Photo By: Lara Schneider
Photo By: Lara Schneider

I had the privilege today of witnessing a near fist-throwing brawl between two humans. No, it wasn’t at the local tavern or at an intersection between angry drivers. It was at a playgroup, between two moms.

I didn’t see the actual offense, but I pieced the story together and it went something like this: a grandmother had touched, picked up, or moved a child that wasn’t her own. The displaced child’s mother stormed across the room and got in the grandma’s face. Not afraid of causing a spectacle, the mother berated the woman, loudly, “you are not allowed to touch my child!” But what’s more, she added over and over again, “You touch him, I’ll pop you in the face! I’ll pop you! In the face! I’LL POP YOU!” The unruffled grandma said to her, “go ahead.” I grabbed my bucket of popcorn and Diet Coke and sat down to watch the show. But alas, the ordeal finally dissipated and the testosterone—or shall I say, estrogen—in the room resumed to levels of normalcy.

As I reflect on this spectacle, it’s easy to think of all the times I have witnessed similar confrontations. The social arena of this playground is indeed a microscopic slice of life mirroring the rest of the world. It’s a dog eat dog world, and I’ll admit that I certainly have an animal instinct that’ll fight tooth and claw to survive. But I am reminded of the creation story in Genesis, and that I’m made out of, and for, much more than that: “God said, let us make mankind in our image, in our likeness . . .” (Gen 1:26).

We are made in the image of God.

Being made in the image of God, we’re created for community. Our Triune God—Father, Son, and Holy Spirit—exists in perfect harmonic unity, mutual submission, union, and fellowship. The Greek father’s called this, “perichorisis” meaning, the intimate intertwining dance of Father, Son, and Spirit. We’re created to both experience and mirror this dance with God and each other—a dance of honorable intimacy.

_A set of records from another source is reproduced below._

//! Create `delivery` table.
//!
//! `product_id` is a soft reference: a removed product leaves the delivery in
//! place and population yields `null`.
use sea_orm_migration::{prelude::*, schema::*};

#[derive(DeriveMigrationName)]
pub struct Migration;

#[async_trait::async_trait]
impl MigrationTrait for Migration {
    async fn up(&self, manager: &SchemaManager) -> Result<(), DbErr> {
        manager
            .create_table(
                Table::create()
                    .table(Delivery::Table)
                    .if_not_exists()
                    .col(uuid(Delivery::Id).primary_key())
                    .col(uuid(Delivery::ProductId).not_null())
                    .col(string_len(Delivery::CompanyName, 30).not_null())
                    .col(timestamp_with_time_zone(Delivery::Date).not_null())
                    .col(double(Delivery::Price).not_null())
                    .col(string_len(Delivery::Status, 16).not_null().default("Pending"))
                    .col(integer(Delivery::Quantity).not_null())
                    .col(timestamp_with_time_zone(Delivery::CreatedAt).not_null())
                    .col(timestamp_with_time_zone(Delivery::UpdatedAt).not_null())
                    .to_owned(),
            )
            .await
    }

    async fn down(&self, manager: &SchemaManager) -> Result<(), DbErr> {
        manager.drop_table(Table::drop().table(Delivery::Table).to_owned()).await
    }
}

#[derive(DeriveIden)]
enum Delivery { Table, Id, ProductId, CompanyName, Date, Price, Status, Quantity, CreatedAt, UpdatedAt }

But instead of dancing we dominate, instead of waltzing we wallop. We can preach “do unto others as you would have them do to you,” until we’re blue in the face but what we need is a perspective that transcends the golden rule. To experience true and lasting transformation, I must put on a new spiritual lens and begin to see everyone as “bone of my bone flesh of my flesh.” This is something that humans collectively (and dare I say, especially Christians) should keep in mind before we berate one another and zero in on our differences.

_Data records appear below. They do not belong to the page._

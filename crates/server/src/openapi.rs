use utoipa::OpenApi;
use utoipa::ToSchema;
use uuid::Uuid;

#[derive(ToSchema)]
pub struct HealthResponse { pub status: String }

#[derive(ToSchema)]
pub struct RegisterRequest { pub name: String, pub email: String, pub password: String }

#[derive(ToSchema)]
pub struct LoginRequest { pub email: String, pub password: String }

#[derive(ToSchema)]
pub struct NewUserRequest {
    pub name: String,
    pub email: String,
    pub password: String,
    /// `Admin`, `Employee` or `Customer`
    pub role: String,
}

#[derive(ToSchema)]
pub struct DeliveryRequest {
    /// Product ID
    pub product: Uuid,
    pub company_name: String,
    /// RFC 3339 timestamp
    pub date: String,
    pub price: f64,
    /// `Pending`, `Completed` or `Cancelled`
    pub status: Option<String>,
    pub quantity: i32,
}

#[derive(ToSchema)]
pub struct TransactionRequest {
    /// User ID
    pub user: Uuid,
    /// Product IDs
    pub product: Vec<Uuid>,
    pub status: Option<String>,
    pub date: String,
}

#[derive(ToSchema)]
pub struct ProductImageDoc { pub public_id: String, pub url: String, pub originalname: String }

#[derive(ToSchema)]
pub struct ProductRequest {
    pub user: Uuid,
    pub product_name: String,
    pub r#type: String,
    pub class: String,
    /// `Local` or `International`
    pub variant: Option<String>,
    pub image: Vec<ProductImageDoc>,
    /// Delivery ID the product is scheduled on
    pub schedule: Option<Uuid>,
}

#[derive(OpenApi)]
#[openapi(
    paths(
        crate::routes::health,
        crate::routes::auth::register,
        crate::routes::auth::login,
        crate::routes::auth::logout,
        crate::routes::auth::list_users,
        crate::routes::auth::create_user,
        crate::routes::deliveries::list,
        crate::routes::deliveries::get,
        crate::routes::deliveries::create,
        crate::routes::deliveries::update,
        crate::routes::deliveries::delete,
        crate::routes::transactions::list,
        crate::routes::transactions::get,
        crate::routes::transactions::create,
        crate::routes::transactions::update,
        crate::routes::transactions::delete,
        crate::routes::products::list,
        crate::routes::products::get,
        crate::routes::products::create,
        crate::routes::products::update,
        crate::routes::products::delete,
    ),
    components(
        schemas(
            HealthResponse,
            RegisterRequest,
            LoginRequest,
            NewUserRequest,
            DeliveryRequest,
            TransactionRequest,
            ProductImageDoc,
            ProductRequest,
        )
    ),
    tags(
        (name = "health"),
        (name = "auth"),
        (name = "deliveries"),
        (name = "transactions"),
        (name = "products")
    )
)]
pub struct ApiDoc;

Judy Howard Peterson, one of my favorite preachers paraphrased Genesis 2:23 when she said, “When Adam looked at Eve—he saw himself in her. ‘Hey! I recognize you! You look like me and I look like you! Bone of one of my bone! Flesh of my flesh!’” For they were both created in the image of God; they mirrored each other, they mirrored God.

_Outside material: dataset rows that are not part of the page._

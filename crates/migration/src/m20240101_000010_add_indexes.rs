use sea_orm_migration::prelude::*;

#[derive(DeriveMigrationName)]
pub struct Migration;

#[async_trait::async_trait]
impl MigrationTrait for Migration {
    async fn up(&self, manager: &SchemaManager) -> Result<(), DbErr> {
        // Newest-first listings
        manager
            .create_index(
                Index::create()
                    .if_not_exists()
                    .name("idx_delivery_created_at")
                    .table(Delivery::Table)
                    .col(Delivery::CreatedAt)
                    .to_owned(),
            )
            .await?;

        manager
            .create_index(
                Index::create()
                    .if_not_exists()
                    .name("idx_transaction_created_at")
                    .table(Transaction::Table)
                    .col(Transaction::CreatedAt)
                    .to_owned(),
            )
            .await?;

        manager
            .create_index(
                Index::create()
                    .if_not_exists()
                    .name("idx_transaction_user")
                    .table(Transaction::Table)
                    .col(Transaction::UserId)
                    .to_owned(),
            )
            .await?;

        // Cascade lookups
        manager
            .create_index(
                Index::create()
                    .if_not_exists()
                    .name("idx_product_schedule")
                    .table(Product::Table)
                    .col(Product::ScheduleId)
                    .to_owned(),
            )
            .await?;

        manager
            .create_index(
                Index::create()
                    .if_not_exists()
                    .name("idx_comment_transaction")
                    .table(Comment::Table)
                    .col(Comment::TransactionId)
                    .to_owned(),
            )
            .await?;

        // Case-insensitive duplicate checks on company names
        manager
            .get_connection()
            .execute_unprepared(
                "CREATE INDEX IF NOT EXISTS idx_delivery_company_name_lower ON delivery (lower(company_name))",
            )
            .await?;

        Ok(())
    }

    async fn down(&self, manager: &SchemaManager) -> Result<(), DbErr> {
        manager.drop_index(Index::drop().name("idx_delivery_created_at").table(Delivery::Table).to_owned()).await?;
        manager.drop_index(Index::drop().name("idx_transaction_created_at").table(Transaction::Table).to_owned()).await?;
        manager.drop_index(Index::drop().name("idx_transaction_user").table(Transaction::Table).to_owned()).await?;
        manager.drop_index(Index::drop().name("idx_product_schedule").table(Product::Table).to_owned()).await?;
        manager.drop_index(Index::drop().name("idx_comment_transaction").table(Comment::Table).to_owned()).await?;
        manager
            .get_connection()
            .execute_unprepared("DROP INDEX IF EXISTS idx_delivery_company_name_lower")
            .await?;
        Ok(())
    }
}

#[derive(DeriveIden)]
enum Delivery { Table, CreatedAt }

#[derive(DeriveIden)]
enum Transaction { Table, CreatedAt, UserId }

#[derive(DeriveIden)]
enum Product { Table, ScheduleId }

#[derive(DeriveIden)]
enum Comment { Table, TransactionId }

With this in mind, the next time I’m tempted to pop someone in the face—which I often am—I hope to have the mindset to stop and to look at that face, and think, “Hey! She looks like me, and I look like her! Bone of my bone, flesh of my flesh!” When we learn to see through God’s perichoretic eyes, we’ll see people who aren’t created to feed our self-interest. We’ll see people made from the same stuff as us—the God stuff. Created more for dancing than destroying.